Most of the architecture, by Lutyens, Baker, Scott, Goodhart-Rendel, Burnet Tait and Lorne, Cachmaille-Day, Holden, Oliver Hill, is in the room called 'A Spectrum of Styles' – which title suggests that such catholic stylistic variety is reprehensible. However, after the attempt to realise the MARS Group's Brave New World in the Fifties and Sixties the work of these architects now seems humane, varied, rich, solid, appropriate and altogether interesting. This room seems more enjoyable – and popular – than -the 'modern movement' room if only because it is full of superb coloured perspectives (which the 'moderns' eschewed) and models. But the greatest model is of Lutyens's lost Cathedral (only part of the crypt was ever built – but what a crypt!), a superb piece of craftsmanship scandalously vandalised as a result of neglect by the Liverpool Roman Catholic authorities.
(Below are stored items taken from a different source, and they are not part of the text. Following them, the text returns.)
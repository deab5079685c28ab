use serde::Deserialize;
use std::path::Path;
use thiserror::Error;

use crate::bonding::BondingCurveParams;

#[derive(Error, Debug)]
pub enum ConfigError {
    #[error("failed to read config file: {0}")]
    Io(#[from] std::io::Error),
    #[error("failed to parse config: {0}")]
    Parse(#[from] toml::de::Error),
}

#[derive(Debug, Clone, Deserialize, Default)]
pub struct Config {
    #[serde(default)]
    pub backend: BackendConfig,
    #[serde(default)]
    pub starknet: StarknetConfig,
    #[serde(default)]
    pub bonding: BondingCurveParams,
    #[serde(default)]
    pub leaderboard: LeaderboardConfig,
    #[serde(default)]
    pub dashboard: DashboardConfig,
    #[serde(default)]
    pub logging: LoggingConfig,
}

#[derive(Debug, Clone, Deserialize, Default)]
pub struct BackendConfig {
    /// Backend REST API base URL - loaded from env BACKEND_API_URL
    #[serde(default)]
    pub api_url: String,
    /// Sent as `x-api-key` - loaded from env API_KEY
    #[serde(default)]
    pub api_key: String,
}

#[derive(Debug, Clone, Deserialize)]
pub struct StarknetConfig {
    /// JSON-RPC endpoint used for `starknet_getClassAt`
    #[serde(default = "default_node_url")]
    pub node_url: String,
}

#[derive(Debug, Clone, Deserialize)]
pub struct LeaderboardConfig {
    /// Agents kept per board.
    #[serde(default = "default_board_size")]
    pub size: usize,
}

#[derive(Debug, Clone, Deserialize)]
pub struct DashboardConfig {
    #[serde(default = "default_bind")]
    pub bind: String,
}

#[derive(Debug, Clone, Deserialize)]
pub struct LoggingConfig {
    #[serde(default = "default_log_level")]
    pub level: String,
    #[serde(default)]
    pub json: bool,
}

fn default_node_url() -> String {
    "https://starknet-sepolia.public.blastapi.io".to_string()
}
fn default_board_size() -> usize {
    5
}
fn default_bind() -> String {
    "127.0.0.1:3030".to_string()
}
fn default_log_level() -> String {
    "info".to_string()
}

impl Default for StarknetConfig {
    fn default() -> Self {
        Self {
            node_url: default_node_url(),
        }
    }
}

impl Default for LeaderboardConfig {
    fn default() -> Self {
        Self {
            size: default_board_size(),
        }
    }
}

impl Default for DashboardConfig {
    fn default() -> Self {
        Self {
            bind: default_bind(),
        }
    }
}

impl Default for LoggingConfig {
    fn default() -> Self {
        Self {
            level: default_log_level(),
            json: false,
        }
    }
}

impl Config {
    /// Load config from a TOML file, then overlay environment variables.
    pub fn load(path: &Path) -> Result<Self, ConfigError> {
        let contents = std::fs::read_to_string(path)?;
        let mut config = Self::parse(&contents)?;
        config.apply_env();
        Ok(config)
    }

    pub fn parse(contents: &str) -> Result<Self, ConfigError> {
        Ok(toml::from_str(contents)?)
    }

    /// Load a default config with everything taken from the environment.
    pub fn from_env() -> Self {
        let mut config = Config::default();
        config.apply_env();
        config
    }

    /// Secrets and endpoints from the environment win over the file.
    fn apply_env(&mut self) {
        if let Some(url) = env_var("BACKEND_API_URL").or_else(|| env_var("NEXT_PUBLIC_BACKEND_API_URL")) {
            self.backend.api_url = url;
        }
        if let Some(key) = env_var("API_KEY") {
            self.backend.api_key = key;
        }
        if let Some(node) = env_var("NODE_URL") {
            self.starknet.node_url = node;
        }
        if let Some(bind) = env_var("LEFTCURVE_BIND") {
            self.dashboard.bind = bind;
        }
    }

    pub fn has_backend(&self) -> bool {
        !self.backend.api_url.is_empty() && !self.backend.api_key.is_empty()
    }
}

fn env_var(name: &str) -> Option<String> {
    std::env::var(name).ok().filter(|v| !v.trim().is_empty())
}

/// Serializes tests that touch the process environment.
#[cfg(test)]
pub(crate) static ENV_LOCK: std::sync::Mutex<()> = std::sync::Mutex::new(());

#[cfg(test)]
pub(crate) const ENV_KEYS: [&str; 5] = [
    "BACKEND_API_URL",
    "NEXT_PUBLIC_BACKEND_API_URL",
    "API_KEY",
    "NODE_URL",
    "LEFTCURVE_BIND",
];
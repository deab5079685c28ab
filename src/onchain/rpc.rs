//! Minimal Starknet JSON-RPC client.

use async_trait::async_trait;
use serde::Deserialize;
use serde_json::{json, Value};
use std::sync::atomic::{AtomicU64, Ordering};
use tracing::debug;

use super::abi::{parse_class_abi, Abi};
use super::{ClassProvider, RpcError};

#[derive(Debug, Deserialize)]
struct RpcResponse {
    #[serde(default)]
    result: Option<Value>,
    #[serde(default)]
    error: Option<RpcErrorBody>,
}

#[derive(Debug, Deserialize)]
struct RpcErrorBody {
    #[serde(default)]
    code: i64,
    #[serde(default)]
    message: String,
}

pub struct StarknetRpc {
    http: reqwest::Client,
    node_url: String,
    next_id: AtomicU64,
}

impl StarknetRpc {
    pub fn new(node_url: impl Into<String>) -> Self {
        Self::with_client(reqwest::Client::new(), node_url)
    }

    pub fn with_client(http: reqwest::Client, node_url: impl Into<String>) -> Self {
        Self {
            http,
            node_url: node_url.into(),
            next_id: AtomicU64::new(1),
        }
    }

    pub fn node_url(&self) -> &str {
        &self.node_url
    }

    /// Send one JSON-RPC 2.0 request and return its `result`.
    pub async fn call(&self, method: &str, params: Value) -> Result<Value, RpcError> {
        let id = self.next_id.fetch_add(1, Ordering::Relaxed);
        let body = json!({
            "jsonrpc": "2.0",
            "id": id,
            "method": method,
            "params": params,
        });

        let resp = self.http.post(&self.node_url).json(&body).send().await?;
        let status = resp.status();
        if !status.is_success() {
            return Err(RpcError::Status(status.as_u16()));
        }

        let decoded: RpcResponse = resp
            .json()
            .await
            .map_err(|e| RpcError::Malformed(e.to_string()))?;

        if let Some(err) = decoded.error {
            return Err(RpcError::Rpc {
                code: err.code,
                message: err.message,
            });
        }

        debug!(method = method, id = id, "rpc call ok");
        decoded
            .result
            .ok_or_else(|| RpcError::Malformed("response has neither result nor error".to_string()))
    }

    /// The contract class deployed at `contract_address`, at the latest block.
    pub async fn get_class_at(&self, contract_address: &str) -> Result<Value, RpcError> {
        self.call(
            "starknet_getClassAt",
            json!({
                "block_id": "latest",
                "contract_address": contract_address,
            }),
        )
        .await
    }
}

#[async_trait]
impl ClassProvider for StarknetRpc {
    async fn get_class_abi(&self, contract_address: &str) -> Result<Abi, RpcError> {
        let class = self.get_class_at(contract_address).await?;
        parse_class_abi(&class)
    }
}

#[cfg(test)]
mod tests {
    use super::*;
    use axum::routing::post;
    use axum::{Json, Router};

    async fn fake_node(Json(req): Json<Value>) -> Json<Value> {
        assert_eq!(req["jsonrpc"], "2.0");
        assert_eq!(req["method"], "starknet_getClassAt");
        assert_eq!(req["params"]["block_id"], "latest");

        let id = req["id"].clone();
        match req["params"]["contract_address"].as_str() {
            Some("0x1") => Json(json!({
                "jsonrpc": "2.0",
                "id": id,
                "result": { "abi": "[{\"type\":\"function\",\"name\":\"mint\"}]" }
            })),
            Some("0x2") => Json(json!({
                "jsonrpc": "2.0",
                "id": id,
                "result": { "program": "..." }
            })),
            _ => Json(json!({
                "jsonrpc": "2.0",
                "id": id,
                "error": { "code": 20, "message": "Contract not found" }
            })),
        }
    }

    async fn spawn_node() -> String {
        let listener = tokio::net::TcpListener::bind("127.0.0.1:0").await.unwrap();
        let addr = listener.local_addr().unwrap();
        tokio::spawn(async move {
            axum::serve(listener, Router::new().route("/", post(fake_node)))
                .await
                .unwrap();
        });
        format!("http://{addr}/")
    }

    #[tokio::test]
    async fn test_get_class_abi() {
        let rpc = StarknetRpc::new(spawn_node().await);

        let abi = rpc.get_class_abi("0x1").await.unwrap();
        assert_eq!(abi.len(), 1);
        assert_eq!(abi[0]["name"], "mint");

        assert!(matches!(
            rpc.get_class_abi("0x2").await,
            Err(RpcError::MissingAbi)
        ));

        match rpc.get_class_abi("0x3").await {
            Err(RpcError::Rpc { code, message }) => {
                assert_eq!(code, 20);
                assert_eq!(message, "Contract not found");
            }
            other => panic!("expected rpc error, got {other:?}"),
        }
    }

    #[tokio::test]
    async fn test_unreachable_node_is_request_error() {
        let listener = tokio::net::TcpListener::bind("127.0.0.1:0").await.unwrap();
        let addr = listener.local_addr().unwrap();
        drop(listener);

        let rpc = StarknetRpc::new(format!("http://{addr}/"));
        assert!(matches!(
            rpc.get_class_abi("0x1").await,
            Err(RpcError::Request(_))
        ));
    }
}
//! Inference from a predetermined attribute set.

use std::sync::Arc;

use crate::error::Result;
use crate::schema::{Attribute, AttributeMap, SchemaBuilder};

use super::traits::{Gateway, Inference, Inferrer};

/// Inference capability that returns a predetermined attribute map.
///
/// Useful in tests and for adapters whose schemas are known statically and
/// need no live gateway. Attributes declared on the bound builder override
/// entries of the same name.
#[derive(Debug, Clone, Default)]
pub struct FixedInference {
    attributes: AttributeMap,
}

impl FixedInference {
    /// Create the capability from an attribute map.
    pub fn new(attributes: AttributeMap) -> Self {
        Self { attributes }
    }

    /// Create the capability from a sequence of attributes.
    pub fn of(attributes: impl IntoIterator<Item = Attribute>) -> Self {
        Self {
            attributes: attributes
                .into_iter()
                .map(|attribute| (attribute.name().to_string(), attribute))
                .collect(),
        }
    }
}

impl Inference for FixedInference {
    fn bind(&self, builder: &SchemaBuilder) -> Arc<dyn Inferrer> {
        let mut attributes = self.attributes.clone();
        if let Some(declared) = builder.declared() {
            for (name, attribute) in declared {
                attributes.insert(name.clone(), attribute.clone());
            }
        }
        Arc::new(FixedInferrer { attributes })
    }
}

/// A [`FixedInference`] bound to one builder's declarations.
#[derive(Debug)]
pub struct FixedInferrer {
    attributes: AttributeMap,
}

impl Inferrer for FixedInferrer {
    fn call(&self, _dataset: Option<&str>, _gateway: &dyn Gateway) -> Result<AttributeMap> {
        Ok(self.attributes.clone())
    }
}
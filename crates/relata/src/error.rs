//! Error types for the Relata library.

use std::path::PathBuf;
use thiserror::Error;

/// Main error type for schema operations.
#[derive(Debug, Error)]
pub enum SchemaError {
    /// Schema was set up with no way to ever obtain attributes.
    #[error("configuration error: {0}")]
    Configuration(String),

    /// Lookup of an attribute name that was never declared.
    #[error("unknown attribute '{name}'")]
    UnknownAttribute { name: String },

    /// Inference invoked on a schema whose attributes are already populated.
    #[error("schema is already defined; inference can run at most once")]
    AlreadyDefined,

    /// Error reading or accessing a dataset file.
    #[error("IO error for '{path}': {source}")]
    Io {
        path: PathBuf,
        #[source]
        source: std::io::Error,
    },

    /// Error from the CSV library.
    #[error("CSV error: {0}")]
    Csv(#[from] csv::Error),

    /// Dataset with no columns to describe.
    #[error("empty data: {0}")]
    EmptyData(String),

    /// Failure reported by an inference strategy.
    #[error("inference error: {0}")]
    Inference(String),
}

/// Result type alias for schema operations.
pub type Result<T> = std::result::Result<T, SchemaError>;
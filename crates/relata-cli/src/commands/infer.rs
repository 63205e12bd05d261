//! Infer command - infer and print a dataset's schema.

use std::path::PathBuf;

use colored::Colorize;
use relata::DelimitedConfig;

pub fn run(
    dataset: String,
    dir: PathBuf,
    delimiter: Option<char>,
    no_keys: bool,
    json_output: bool,
) -> Result<(), Box<dyn std::error::Error>> {
    let delimiter = delimiter
        .map(|c| u8::try_from(c).map_err(|_| "delimiter must be an ASCII character"))
        .transpose()?;

    let config = DelimitedConfig {
        delimiter,
        detect_keys: !no_keys,
        ..DelimitedConfig::default()
    };
    let schema = super::infer_schema(&dataset, &dir, config)?;

    if json_output {
        let payload = serde_json::json!({
            "dataset": schema.dataset(),
            "attributes": schema.iter().collect::<Vec<_>>(),
        });
        println!("{}", serde_json::to_string_pretty(&payload)?);
    } else {
        println!(
            "{} {}",
            "Schema for".cyan().bold(),
            schema.dataset().unwrap_or(&dataset).white()
        );
        println!();

        for attribute in schema.iter() {
            let ty = format!("{:?}", attribute.ty()).to_lowercase();
            let mut tags: Vec<String> = Vec::new();
            if attribute.is_primary_key() {
                tags.push("primary key".green().to_string());
            }
            if let Some(relation) = attribute.relation() {
                tags.push(format!("-> {}", relation).yellow().to_string());
            }
            if attribute.meta().extra.get("nullable") == Some(&serde_json::Value::Bool(true)) {
                tags.push("nullable".dimmed().to_string());
            }

            println!(
                "  {} {} {}",
                format!("{:<20}", attribute.name()).white().bold(),
                format!("{:<10}", ty).cyan(),
                tags.join(", ")
            );
        }
    }

    Ok(())
}
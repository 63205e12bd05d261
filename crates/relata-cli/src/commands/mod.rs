//! CLI command implementations.

use std::path::Path;
use std::sync::Arc;

use relata::{DelimitedConfig, DelimitedInference, DirectoryGateway, Schema};

pub mod infer;
pub mod keys;

/// Build an inference-pending schema for `dataset` and populate it from a
/// directory gateway.
fn infer_schema(dataset: &str, dir: &Path, config: DelimitedConfig) -> relata::Result<Schema> {
    let capability = Arc::new(DelimitedInference::with_config(config));
    let mut schema = Schema::inferred(dataset, capability)?;
    schema.infer(&DirectoryGateway::new(dir))?;
    Ok(schema)
}
//! Relata: typed relation schema descriptors.
//!
//! A [`Schema`] describes a data source's attributes: name, value type, and
//! per-attribute metadata such as primary/foreign key tags. Schemas are
//! declared by hand through a builder DSL or inferred from a live gateway,
//! and freeze the moment their attributes are populated.
//!
//! # Core principles
//!
//! - **Declarative**: a schema reads as a flat list of attribute
//!   declarations scoped to one dataset
//! - **Immutable once defined**: after finalize or inference, every query
//!   is a pure function of the schema's state
//! - **Inference-agnostic**: the gateway is opaque; strategies plug in
//!   behind the [`Inference`] and [`Inferrer`] traits
//!
//! # Example
//!
//! ```
//! use relata::{AttrType, Schema};
//!
//! # fn main() -> relata::Result<()> {
//! let users = Schema::define("users", |s| {
//!     s.attribute("id", AttrType::Integer);
//!     s.attribute("email", AttrType::String);
//!     s.primary_key(["id"])?;
//!     Ok(())
//! })?;
//!
//! assert!(users.is_defined());
//! assert_eq!(users.get("email")?.ty(), AttrType::String);
//! assert_eq!(users.primary_key()[0].name(), "id");
//! # Ok(())
//! # }
//! ```

pub mod error;
pub mod inference;
pub mod schema;

pub use error::{Result, SchemaError};
pub use inference::{
    DelimitedConfig, DelimitedInference, DirectoryGateway, FixedInference, Gateway, Inference,
    Inferrer,
};
pub use schema::{AttrType, Attribute, AttributeMap, AttributeMeta, Schema, SchemaBuilder};
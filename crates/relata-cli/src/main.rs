//! Relata CLI - relation schema inspection.

mod cli;
mod commands;

use clap::Parser;
use cli::{Cli, Commands};

fn main() {
    let cli = Cli::parse();

    if cli.verbose {
        tracing_subscriber::fmt()
            .with_env_filter("relata=debug")
            .init();
    }

    let result = match cli.command {
        Commands::Infer {
            dataset,
            dir,
            delimiter,
            no_keys,
            json,
        } => commands::infer::run(dataset, dir, delimiter, no_keys, json),

        Commands::Keys { dataset, dir } => commands::keys::run(dataset, dir),
    };

    if let Err(e) = result {
        eprintln!("Error: {}", e);
        std::process::exit(1);
    }
}
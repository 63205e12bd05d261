//! CLI argument definitions using clap.

use clap::{Parser, Subcommand};
use std::path::PathBuf;

/// Relata: relation schema inspection
#[derive(Parser)]
#[command(name = "relata")]
#[command(version, about, long_about = None)]
#[command(propagate_version = true)]
pub struct Cli {
    #[command(subcommand)]
    pub command: Commands,

    /// Enable verbose output
    #[arg(short, long, global = true)]
    pub verbose: bool,
}

#[derive(Subcommand)]
pub enum Commands {
    /// Infer a dataset's schema and print it
    Infer {
        /// Dataset name (resolves to <dir>/<dataset>.csv or .tsv)
        #[arg(value_name = "DATASET")]
        dataset: String,

        /// Directory holding the delimited files
        #[arg(short, long, default_value = ".")]
        dir: PathBuf,

        /// Delimiter character (default: by extension, then auto-detect)
        #[arg(long)]
        delimiter: Option<char>,

        /// Skip primary/foreign key detection
        #[arg(long)]
        no_keys: bool,

        /// Output as JSON
        #[arg(long)]
        json: bool,
    },

    /// Show a dataset's primary and foreign keys
    Keys {
        /// Dataset name (resolves to <dir>/<dataset>.csv or .tsv)
        #[arg(value_name = "DATASET")]
        dataset: String,

        /// Directory holding the delimited files
        #[arg(short, long, default_value = ".")]
        dir: PathBuf,
    },
}
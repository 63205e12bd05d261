//! Inference: the gateway boundary and strategies that populate schemas.

mod delimited;
mod detect;
mod fixed;
mod traits;

pub use delimited::{DelimitedConfig, DelimitedInference, DelimitedInferrer, DirectoryGateway};
pub use detect::{
    ColumnProfile, detect_value_type, foreign_key_stem, is_identifier_name, is_null_token,
    pluralize, profile_column,
};
pub use fixed::{FixedInference, FixedInferrer};
pub use traits::{Gateway, Inference, Inferrer};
Having abandoned what would have been one of the most sublime and brilliant designs in the European tradition, the least they could have done was to look after this model – but perhaps they were worried that it might show up the mediocrity of what was eventually built. It does.

Architecture appears in two other areas of the Hayward: in the transport section, where the elegant, rational brick and con crete buildings designed by Charles Holden for London Transport are shown (a legacy which that hopeless nationalised enterprise seems less and less able to appreciate), and in connection with 'leisure'. Here, thanks to its nautical associations, the 'modern movement' was always more acceptable although, these days, any visitor to the Blackpool Casino, the Midland Hotel at Morecambe or, the product of a ludicrous cause celebre, the Bexhill Pavilion will enjoy their poignant period tawdriness rather than as a glimpse of the 'future' which should have come to pass. But above all there were the hotels, the restaurants and the cinemas, an area of practice in which architects who were neither stalwarts of the profession nor part of the MARS gang designed interiors which were entertaining, glamorous and truly fuctional. Many chrome, glass, metal and neon foyers have been stupidly destroyed (such as the excellent interior of the Strand Palace Hotel and Cumberland Hotel, designed by the father of our 'Low life' correspondent) but the flavour of the Thirties can still be savoured in the Dorchester Hotel or the New Victoria Cinema. The real genius of the period was in stylish decoration – 'art deco', 'jazz modern', imoderne' or whatever–which despite all the art-historians, seems most typical and was (and is) truly popular.